Douleurs musculaires. Arthrite, tendinite, sciatique… dans la catégorie anti-inflammatoire naturel, le gingembre a son mot à dire. Des études ont constaté que le gingérol - antioxydant présent dans la racine - réduisait efficacement la production de substances chimiques qui contribuent à l’inflammation au point d’éviter dans certains cas les traitements médicamenteux. 


Diabète. Une nouvelle étude l’a prouvé : les extraits de gingembre augmentent l’absorption du glucose par les cellules musculaires et ainsi réguler le taux de sucre sanguin.
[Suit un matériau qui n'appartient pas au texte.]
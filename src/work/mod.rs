//! # Units of work and their schedule options.
//!
//! This module provides:
//! - [`Work`] - trait for an async operation invoked once per iteration
//! - [`WorkFn`] - closure-backed implementation
//! - [`ScheduleOptions`] - repeat / delay / timeout bundle for a schedule

mod options;
mod unit;
mod work_fn;

pub use options::ScheduleOptions;
pub use unit::{BoxWorkFuture, Work};
pub use work_fn::WorkFn;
En d’autres termes, le gingembre diminuerait le taux de glucose dans le sang en plus d’améliorer la résistance à l’insuline chez les personnes atteints de type 2. Les chercheurs ont démontré que seule une partie bien précise de la racine augmente l'absorption de glucose par les cellules des muscles, celle contenant du gingérol. 

Où en trouver ?

Un peu partout à vrai dire. Cette plante originaire d’Asie a bien pris racine en France, jusqu’à s’installer dans les habitudes de certains d'entre nous. Vous n’aurez pas de mal à mettre la main dessus dans les supermarchés. Si vous préférez la carte de la proximité, privilégiez votre marchand de fruits et légumes ou les enseignes bio : Naturalia, Bio c' Bon, Biocoop pour ne citer qu'elles.
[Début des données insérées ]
//! Error types produced by scheduled runs.
//!
//! This module defines:
//!
//! - [`TimeoutElapsed`] - the synthetic error raised by the timeout guard. Its
//!   type is the stable discriminator checked by [`is_timeout_error`].
//! - [`ScheduleError`] - the outcome error of one run: either the guard fired,
//!   or the unit of work (or the repeat predicate) failed.
//!
//! Both types provide helper methods (`as_label`, ...) for logging/metrics.

use std::{convert::Infallible, error::Error as StdError, time::Duration};
use thiserror::Error;

/// The overall deadline of a run elapsed before the iteration chain settled.
///
/// Only the timeout guard constructs this value, so its presence anywhere in an
/// error's source chain identifies a schedule timeout regardless of message text.
#[derive(Error, Debug, Clone, Copy, PartialEq, Eq)]
#[error("schedule timed out after {timeout:?}")]
pub struct TimeoutElapsed {
    timeout: Duration,
}

impl TimeoutElapsed {
    pub(crate) fn new(timeout: Duration) -> Self {
        Self { timeout }
    }

    /// The configured overall timeout that was exceeded.
    pub fn timeout(&self) -> Duration {
        self.timeout
    }
}

/// # Errors produced by a scheduled run.
///
/// `E` is the error type of the unit of work. Predicate failures share it, so a
/// failing repeat predicate and a failing call look the same to the caller.
///
/// Defaults to [`Infallible`] for schedules that can only fail by timing out
/// (e.g. [`wait_for()`](crate::wait_for())).
#[non_exhaustive]
#[derive(Error, Debug)]
pub enum ScheduleError<E = Infallible> {
    /// The timeout guard fired before the run settled.
    #[error("schedule timed out")]
    Timeout(#[source] TimeoutElapsed),

    /// The unit of work or the repeat predicate failed; the error is passed through unchanged.
    #[error(transparent)]
    Work(E),
}

impl<E> ScheduleError<E> {
    /// Returns a short stable label (snake_case) for use in logs/metrics.
    ///
    /// # Example
    /// ```
    /// use taskloop::ScheduleError;
    ///
    /// let err: ScheduleError<&str> = ScheduleError::Work("boom");
    /// assert_eq!(err.as_label(), "schedule_work_failed");
    /// ```
    pub fn as_label(&self) -> &'static str {
        match self {
            ScheduleError::Timeout(_) => "schedule_timeout",
            ScheduleError::Work(_) => "schedule_work_failed",
        }
    }

    /// True if the run was terminated by the timeout guard.
    pub fn is_timeout(&self) -> bool {
        matches!(self, ScheduleError::Timeout(_))
    }

    /// Borrows the unit-of-work error, if this is one.
    pub fn work(&self) -> Option<&E> {
        match self {
            ScheduleError::Work(e) => Some(e),
            ScheduleError::Timeout(_) => None,
        }
    }

    /// Unwraps the unit-of-work error, if this is one.
    pub fn into_work(self) -> Option<E> {
        match self {
            ScheduleError::Work(e) => Some(e),
            ScheduleError::Timeout(_) => None,
        }
    }
}

impl<E> From<TimeoutElapsed> for ScheduleError<E> {
    fn from(e: TimeoutElapsed) -> Self {
        ScheduleError::Timeout(e)
    }
}

/// Returns `true` iff `error` (or anything in its source chain) was produced by
/// the timeout guard.
///
/// Matching is done on the [`TimeoutElapsed`] type, never on message text, so
/// unit-of-work errors that merely say "timed out" are not classified as
/// schedule timeouts.
///
/// # Example
/// ```
/// use std::time::Duration;
/// use taskloop::{is_timeout_error, schedule, ScheduleOptions, WorkFn};
///
/// # #[tokio::main(flavor = "current_thread")]
/// # async fn main() {
/// let slow = schedule(
///     WorkFn::new("slow", |()| async { Ok::<_, std::io::Error>(()) }),
///     ScheduleOptions::new()
///         .with_delay(Duration::from_millis(50))
///         .with_timeout(Duration::from_millis(10)),
/// );
/// let err = slow.run().await.unwrap_err();
/// assert!(is_timeout_error(&err));
/// # }
/// ```
pub fn is_timeout_error(error: &(dyn StdError + 'static)) -> bool {
    let mut current = Some(error);
    while let Some(err) = current {
        if err.is::<TimeoutElapsed>() {
            return true;
        }
        current = err.source();
    }
    false
}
En revanche, vous aurez plus de mal à trouver du gingembre sous sa forme confite ou séchée. Auquel cas, tournez-vous vers les magasins d’alimentation asiatiques. À vous de le cuisiner ensuite : les recettes maisons, ce n’est pas ce qui manque sur Google.

Comment le consommer ?

L’infusion. C’est la première option de consommation du gingembre. Et elle n’est pas mauvaise, voire très bonne pour la santé. Consommer du gingembre cuit – avant le coucher, par exemple - augmenterait l’activité antioxydant de l’aliment. Laissez infuser une racine dans de l’eau bouillante pendant une dizaine de minutes et le tour est joué. 


Plutôt cocktail ? Avec ou sans alcool, c'est la tendance émergente de ces derniers mois. Une morceau de gingembre frais, des dès de concombre frais, du jus de citron vert, de l'eau pétillante... À consommer avec (ou sans) modération. C'est au choix !

Astuces pour en retirer les bienfaits

Façon salée. Les recettes foisonnent sur les sites de cuisine : on a craqué pour la papillote de saumon au miel, curry et gingembre. On en salive d'avance.


Façon sucrée. La glace au gingembre, sans aucune hésitation. Avec l'approche des grosses chaleurs, votre palais en raffolera à coup sûr !


En boisson. La tendance est donnée aux cocktails. Tout aussi frais : vous pouvez également le consommer en jus. Là encore, les idées ne manquent pas. L'association jus de pommes, carottes et gingembre - un exemple parmi tant d'autres - nous tente bien.


En application. Par voie orale ou cutanée, l'huile essentielle de gingembre. En cas de constipation : 2 gouttes diluées dans 8 gouttes d'huile végétale en massage sur le ventre feront l'affaire. En soin capillaire tonique : 2 gouttes pures dans une noix de shampooing et vos cheveux s'offriront une bouffée d'oxygène.